[squeak-dev] Re: How to profile a server image?

Juan Vuletich juan at jvuletich.org
Tue Mar 3 13:28:01 UTC 2009


Hi Andreas,

Andreas Raab wrote:
> ...
> This is tricky with MessageTally. There are several issues to keep in 
> mind, some of which you can fix, some of which you can't. Here we go:
>
> 1) Observing all Processes
> --------------------------
> First, MessageTally only observes the block you are running, not the 
> entire system. For example, if you were to profile this:
>
> done := Semaphore new.
> worker:= [
>     10 timesRepeat:[World changed; displayWorld].
>     done signal.
> ] fork.
> MessageTally spyOn:[done wait].
>
> This is what you'd get:
>
> **Tree**
> 100.0% {2367ms} primitives
>
> **Leaves**
> 100.0% {2367ms} UndefinedObject>>DoIt
>
> Obviously it's not actually measuring what is going on during the 
> period of time which is a real problem if you are trying to measure 
> server load in general. But it's fixable.
> ...
I found all this stuff very interesting and useful. Thanks!

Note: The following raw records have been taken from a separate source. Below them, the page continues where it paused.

use std::fs;
use std::path::{Path, PathBuf};

use anyhow::Context;
use clap::{ArgAction, Parser, Subcommand};
use serde::{Deserialize, Serialize};
use shelf_pack_core::config::SortOrder;
use shelf_pack_core::{
    data_layout_to_json, generate_layout, generate_layout_unique, layout_to_json, to_json,
    BatchOptions, BinRequest, LayoutItem, LayoutOptions, PackerOptions, ShelfPack,
};
use tracing::{debug, info, warn};

#[derive(Parser, Debug)]
#[command(
    name = "shelf-pack",
    about = "Pack rectangles onto shelves and compute sprite layouts",
    version,
    author
)]
struct Cli {
    #[command(subcommand)]
    command: Commands,
    /// Increase verbosity (-v, -vv)
    #[arg(short, long, action=ArgAction::Count, global=true, help_heading = "Logging/UX")]
    verbose: u8,
    /// Quiet mode (overrides verbose)
    #[arg(
        short,
        long,
        default_value_t = false,
        global = true,
        help_heading = "Logging/UX"
    )]
    quiet: bool,
}

#[derive(Subcommand, Debug)]
enum Commands {
    /// Pack a JSON array of rectangles and print the packer state
    Pack(PackArgs),
    /// Compute a sprite layout from a JSON array of items
    Layout(LayoutArgs),
}

#[derive(Parser, Debug, Clone)]
struct PackArgs {
    /// Input JSON file: `[{ "id"?, "w"|"width", "h"|"height" }, ...]`
    #[arg(help_heading = "Input/Output")]
    input: PathBuf,
    /// Output file (stdout if omitted)
    #[arg(short, long, help_heading = "Input/Output")]
    out: Option<PathBuf>,
    /// YAML config file path (overrides the layout options below)
    #[arg(long, help_heading = "Input/Output")]
    config: Option<PathBuf>,

    /// Canvas width
    #[arg(long, default_value_t = 64, help_heading = "Layout")]
    width: u32,
    /// Canvas height
    #[arg(long, default_value_t = 64, help_heading = "Layout")]
    height: u32,
    /// Grow the canvas on demand (and shrink it to fit afterwards)
    #[arg(long, default_value_t = false, help_heading = "Layout")]
    auto_resize: bool,
    /// Sort order: height_desc|none
    #[arg(long = "sort", alias = "sort-order", default_value = "none", help_heading = "Layout")]
    sort_order: String,

    /// Print the merged configuration (after CLI/YAML) and exit
    #[arg(long, default_value_t = false, help_heading = "Export")]
    print_config: bool,
    /// Output format for --print-config: json|yaml
    #[arg(long, default_value = "json", value_parser = ["json", "yaml"], help_heading = "Export")]
    print_config_format: String,
}

#[derive(Parser, Debug, Clone)]
struct LayoutArgs {
    /// Input JSON file: `[{ "id", "width", "height", "signature"?, "content"?, "stretchX"?, "stretchY"?, "placeholder"? }, ...]`
    #[arg(help_heading = "Input/Output")]
    input: PathBuf,
    /// Output file (stdout if omitted)
    #[arg(short, long, help_heading = "Input/Output")]
    out: Option<PathBuf>,
    /// Pixel ratio recorded in the layout
    #[arg(long, default_value_t = 1, help_heading = "Layout")]
    pixel_ratio: u32,
    /// Sort order: height_desc|none
    #[arg(long = "sort", alias = "sort-order", default_value = "height_desc", help_heading = "Layout")]
    sort_order: String,
    /// Pack items with the same signature only once
    #[arg(long, default_value_t = false, help_heading = "Layout")]
    unique: bool,
    /// Largest allowed item side in pixels
    #[arg(long, help_heading = "Layout")]
    max_item_size: Option<u32>,
    /// Drop items larger than --max-item-size instead of failing
    #[arg(long, default_value_t = false, help_heading = "Layout")]
    remove_oversized: bool,
    /// Omit content/stretch/placeholder metadata from the output
    #[arg(long, default_value_t = false, help_heading = "Export")]
    no_metadata: bool,
    /// Output format: data (keyed by id) | sprite (sheet size + item list)
    #[arg(long, default_value = "data", value_parser = ["data", "sprite"], help_heading = "Export")]
    format: String,
}

/// Effective configuration of the `pack` command.
#[derive(Debug, Clone, Serialize, Deserialize)]
struct PackConfig {
    width: u32,
    height: u32,
    packer: PackerOptions,
    sort_order: SortOrder,
}

#[derive(Debug, Default, Deserialize)]
struct YamlConfig {
    width: Option<u32>,
    height: Option<u32>,
    auto_resize: Option<bool>,
    sort_order: Option<String>,
}

impl YamlConfig {
    fn into_pack_config(self, mut cfg: PackConfig) -> PackConfig {
        if let Some(v) = self.width {
            cfg.width = v;
        }
        if let Some(v) = self.height {
            cfg.height = v;
        }
        if let Some(v) = self.auto_resize {
            cfg.packer.auto_resize = v;
        }
        if let Some(v) = self.sort_order {
            cfg.sort_order = v.parse().unwrap_or(cfg.sort_order);
        }
        cfg
    }
}

fn main() -> anyhow::Result<()> {
    let cli = Cli::parse();
    init_tracing_with_level(cli.quiet, cli.verbose);
    match &cli.command {
        Commands::Pack(args) => run_pack(args),
        Commands::Layout(args) => run_layout(args),
    }
}

fn run_pack(args: &PackArgs) -> anyhow::Result<()> {
    let base = PackConfig {
        width: args.width,
        height: args.height,
        packer: PackerOptions::builder().auto_resize(args.auto_resize).build(),
        sort_order: parse_sort_order(&args.sort_order)?,
    };
    let cfg = if let Some(path) = &args.config {
        let file = fs::read_to_string(path)
            .with_context(|| format!("read config {}", path.display()))?;
        let y: YamlConfig = serde_yaml::from_str(&file)
            .with_context(|| format!("parse config {}", path.display()))?;
        y.into_pack_config(base)
    } else {
        base
    };

    if args.print_config {
        match args.print_config_format.as_str() {
            "yaml" => println!("{}", serde_yaml::to_string(&cfg)?),
            _ => println!("{}", serde_json::to_string_pretty(&cfg)?),
        }
        return Ok(());
    }

    let mut requests: Vec<BinRequest> = read_json(&args.input)?;
    info!(count = requests.len(), "loaded requests");
    if cfg.sort_order == SortOrder::HeightDesc {
        requests.sort_by(|a, b| b.h.cmp(&a.h).then_with(|| a.id.cmp(&b.id)));
    }

    let mut sprite = ShelfPack::new(cfg.width, cfg.height, cfg.packer.clone())?;
    let placed = sprite.pack(&mut requests, BatchOptions { in_place: true })?;
    let skipped = requests.len() - requests.iter().filter(|r| r.x.is_some()).count();
    if skipped > 0 {
        warn!(skipped, "some requests did not fit");
    }
    let stats = sprite.pack_stats();
    info!(
        placed = placed.len(),
        auto_resize = sprite.options().auto_resize,
        "{}",
        stats.summary()
    );

    let value = serde_json::json!({
        "packer": to_json(&sprite),
        "requests": requests,
        "stats": stats,
    });
    write_json(args.out.as_deref(), &value)
}

fn run_layout(args: &LayoutArgs) -> anyhow::Result<()> {
    let opts = LayoutOptions {
        pixel_ratio: args.pixel_ratio,
        sort_order: parse_sort_order(&args.sort_order)?,
        max_item_size: args.max_item_size,
        remove_oversized: args.remove_oversized,
        keep_metadata: !args.no_metadata,
    };
    let items: Vec<LayoutItem> = read_json(&args.input)?;
    info!(count = items.len(), unique = args.unique, "loaded layout items");

    let layout = if args.unique {
        generate_layout_unique(&items, &opts)?
    } else {
        generate_layout(&items, &opts)?
    };
    info!(
        width = layout.width,
        height = layout.height,
        items = layout.items.len(),
        "layout computed"
    );

    let value = match args.format.as_str() {
        "sprite" => layout_to_json(&layout),
        _ => data_layout_to_json(&layout.to_data_layout()),
    };
    write_json(args.out.as_deref(), &value)
}

fn read_json<T: serde::de::DeserializeOwned>(path: &Path) -> anyhow::Result<T> {
    let text = fs::read_to_string(path).with_context(|| format!("read {}", path.display()))?;
    serde_json::from_str(&text).with_context(|| format!("parse {}", path.display()))
}

fn write_json(out: Option<&Path>, value: &serde_json::Value) -> anyhow::Result<()> {
    let json = serde_json::to_string_pretty(value)?;
    match out {
        Some(path) => {
            if let Some(dir) = path.parent().filter(|d| !d.as_os_str().is_empty()) {
                fs::create_dir_all(dir)
                    .with_context(|| format!("create out dir {}", dir.display()))?;
            }
            fs::write(path, json).with_context(|| format!("write {}", path.display()))?;
            debug!(?path, "output written");
        }
        None => println!("{}", json),
    }
    Ok(())
}

fn parse_sort_order(s: &str) -> anyhow::Result<SortOrder> {
    s.parse()
        .map_err(|_| anyhow::anyhow!("unknown sort order: {}", s))
}

fn init_tracing_with_level(quiet: bool, verbose: u8) {
    let level = if quiet {
        "error".to_string()
    } else {
        match verbose {
            0 => "info".into(),
            1 => "debug".into(),
            _ => "trace".into(),
        }
    };
    let _ = tracing_subscriber::fmt()
        .with_env_filter(level)
        .with_target(false)
        .with_writer(std::io::stderr)
        .try_init();
}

WRT issue 1), what I'd really like is the tally tree to have several 
roots, one for each forked process. Otherwise, the process that forks 
other processes would also have their tallies added to him (which is 
wrong, as it would appear to be using more time than it really did). 
Fixing this, MessageTally could give a better insight on cpu usage than 
#tallyCPUUsageFor:.

To do this, I'd need to find out for a certain context in the sender 
chain, on which process it was running. (Then, when building the tally 
tree, I could know that I need to add a new root.) Do you know how to 
find out? I spent a couple of hours on this, and it seems it is not 
possible...

Thanks,
Juan Vuletich

Ps. I found that the problem with long primitives first appears in your 
3.9.1 VM, and that BitBlt seems to slow down a bit in 3.7.1 and even 
more in 3.9.1. Are you planning to address this issues in the Windows VM?